Sarah

November 2022

My first 16 years comprised of abuse, neglect and abandonment. I spent a long time undiagnosed then was diagnosed with CPTSD, chronic depression, anxiety disorder, panic attacks and an eating disorder. I coped by isolating myself, drinking and taking drugs. I viewed myself as a perpetual victim.

I always had good intentions, but things seemed to constantly go wrong and fall apart. Over the years my desire to ‘get better’ had me in therapy of many modalities. None ever really worked for me.

One day I was at a loss. I needed something to change or I couldn’t keep living this way. My paths crossed with someone who recommended this retreat. From the second I booked in, the healing began. There were plenty of reasons for me to give up and not go, but I knew I had to persevere.

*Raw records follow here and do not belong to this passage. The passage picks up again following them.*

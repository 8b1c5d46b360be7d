//! Health check endpoint

use axum::{routing::get, Json, Router};
use serde::Serialize;

use crate::AppState;

/// Returns status, module name, and version
#[derive(Debug, Serialize)]
pub struct HealthResponse {
    pub status: String,
    pub module: String,
    pub version: String,
}

/// GET /health
///
/// No session required.
pub async fn health_check() -> Json<HealthResponse> {
    Json(HealthResponse {
        status: "ok".to_string(),
        module: "bookz-web".to_string(),
        version: env!("CARGO_PKG_VERSION").to_string(),
    })
}

/// Build health check routes
pub fn health_routes() -> Router<AppState> {
    Router::new().route("/health", get(health_check))
}
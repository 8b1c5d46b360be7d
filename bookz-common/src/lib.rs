//! # bookz common library
//!
//! Shared code for the bookz service:
//! - Database initialization, schema convergence and repositories
//! - Bootstrap configuration loading
//! - ISBN and date helpers
//! - Password hashing and session tokens

pub mod auth;
pub mod config;
pub mod dates;
pub mod db;
pub mod error;
pub mod isbn;

pub use error::{Error, Result};
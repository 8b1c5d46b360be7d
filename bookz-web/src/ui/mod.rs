//! Server-rendered HTML pages
//!
//! Forms post back to the server, which redirects to a page with an
//! optional `?msg=` or `?err=` flash message (Post/Redirect/Get).

use axum::response::{Html, Redirect};
use bookz_common::db::models::User;
use serde::Deserialize;

pub mod auth;
pub mod books;
pub mod chart;
pub mod reviews;

/// Flash message carried in the query string
#[derive(Debug, Default, Deserialize)]
pub struct Flash {
    pub msg: Option<String>,
    pub err: Option<String>,
}

/// Redirect to `path` with one percent-encoded query parameter
pub fn redirect_with(path: &str, key: &str, message: &str) -> Redirect {
    let mut url = match reqwest::Url::parse("http://localhost/") {
        Ok(url) => url,
        Err(_) => return Redirect::to(path),
    };
    url.query_pairs_mut().append_pair(key, message);

    match url.query() {
        Some(query) => Redirect::to(&format!("{}?{}", path, query)),
        None => Redirect::to(path),
    }
}

/// Escape text for use in HTML content and attribute values
pub fn html_escape(s: &str) -> String {
    s.replace('&', "&amp;")
        .replace('<', "&lt;")
        .replace('>', "&gt;")
        .replace('"', "&quot;")
        .replace('\'', "&#39;")
}

const STYLE: &str = r#"
    * { box-sizing: border-box; }
    body {
        font-family: 'Segoe UI', Tahoma, Geneva, Verdana, sans-serif;
        background-color: #1a1a1a;
        color: #e0e0e0;
        line-height: 1.5;
        margin: 0;
    }
    header {
        background-color: #2a2a2a;
        border-bottom: 1px solid #3a3a3a;
        padding: 16px 24px;
        display: flex;
        justify-content: space-between;
        align-items: center;
    }
    header h1 { margin: 0; font-size: 24px; color: #4a9eff; }
    header nav a, header nav button {
        color: #e0e0e0; margin-left: 16px; text-decoration: none;
        background: none; border: none; font: inherit; cursor: pointer;
    }
    main { padding: 24px; max-width: 1100px; }
    section { background: #242424; border: 1px solid #3a3a3a; border-radius: 6px; padding: 16px; margin-bottom: 24px; }
    h2 { margin-top: 0; font-size: 18px; }
    label { display: block; margin: 8px 0 4px; color: #aaa; font-size: 14px; }
    input, select, textarea {
        background: #1a1a1a; color: #e0e0e0; border: 1px solid #3a3a3a;
        border-radius: 4px; padding: 6px 8px; font: inherit;
    }
    button { background: #4a9eff; color: #fff; border: none; border-radius: 4px; padding: 6px 14px; cursor: pointer; }
    button.danger { background: #b94a48; }
    table { width: 100%; border-collapse: collapse; }
    th, td { text-align: left; padding: 6px 8px; border-bottom: 1px solid #333; }
    .flash { padding: 10px 14px; border-radius: 4px; margin-bottom: 16px; }
    .flash.msg { background: #1e3a24; color: #8fd19e; }
    .flash.err { background: #3a1e1e; color: #f19a9a; }
    .build-info { color: #666; font-size: 12px; font-family: 'Courier New', monospace; }
    .row { display: flex; gap: 16px; flex-wrap: wrap; align-items: flex-end; }
    form.dates { display: flex; gap: 6px; align-items: center; }
"#;

/// Wrap page content in the common layout
pub fn layout(title: &str, user: Option<&User>, flash: &Flash, content: &str) -> Html<String> {
    let nav = match user {
        Some(user) => format!(
            r#"<nav>
                <a href="/">Books</a>
                <a href="/reviews">Reviews</a>
                <form method="post" action="/logout" style="display:inline">
                    <button type="submit">Log out {}</button>
                </form>
            </nav>"#,
            html_escape(&user.username)
        ),
        None => r#"<nav><a href="/login">Log in</a><a href="/register">Register</a></nav>"#.to_string(),
    };

    let mut messages = String::new();
    if let Some(msg) = &flash.msg {
        messages.push_str(&format!(r#"<div class="flash msg">{}</div>"#, html_escape(msg)));
    }
    if let Some(err) = &flash.err {
        messages.push_str(&format!(r#"<div class="flash err">{}</div>"#, html_escape(err)));
    }

    Html(format!(
        r#"<!DOCTYPE html>
<html lang="en">
<head>
    <meta charset="UTF-8">
    <meta name="viewport" content="width=device-width, initial-scale=1.0">
    <title>{title} - bookz</title>
    <style>{style}</style>
</head>
<body>
    <header>
        <div>
            <h1>bookz</h1>
            <div class="build-info">v{version} [{git_hash}]</div>
        </div>
        {nav}
    </header>
    <main>
        {messages}
        {content}
    </main>
</body>
</html>"#,
        title = html_escape(title),
        style = STYLE,
        version = env!("CARGO_PKG_VERSION"),
        git_hash = env!("GIT_HASH"),
        nav = nav,
        messages = messages,
        content = content,
    ))
}

#[cfg(test)]
mod tests {
    use super::*;
    use axum::response::IntoResponse;

    #[test]
    fn test_html_escape() {
        assert_eq!(
            html_escape(r#"<b>"Tom & Jerry's"</b>"#),
            "&lt;b&gt;&quot;Tom &amp; Jerry&#39;s&quot;&lt;/b&gt;"
        );
    }

    #[test]
    fn test_redirect_with_encodes_message() {
        let response = redirect_with("/login", "err", "Invalid username & password").into_response();
        let location = response.headers()["location"].to_str().unwrap();
        assert_eq!(location, "/login?err=Invalid+username+%26+password");
    }

    #[test]
    fn test_layout_escapes_flash() {
        let flash = Flash {
            msg: None,
            err: Some("<script>".to_string()),
        };
        let Html(page) = layout("Books", None, &flash, "<p>body</p>");
        assert!(page.contains("&lt;script&gt;"));
        assert!(page.contains("<p>body</p>"));
    }
}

Upon arrival to the retreat, I was immersed in the beauty. Orion cultivates safety. I have never felt instantly comfortable in the presence of a man my entire adult life. He pulls from his knowledge and brings together what is relevant to the person in front of him. A truly tailored experience.

The retreat itself was completely transformative. The highlights. The location is sacred and special. Each day is paced with ample time to settle, talk, nourish yourself, do the work and process. The healing was profound.

In my time since the retreat. It’s truly exponential how much I have changed. It was as if years of therapy were condensed into one weekend. I will be forever grateful to Orion and the land of Elebanah for facilitating this life-changing retreat.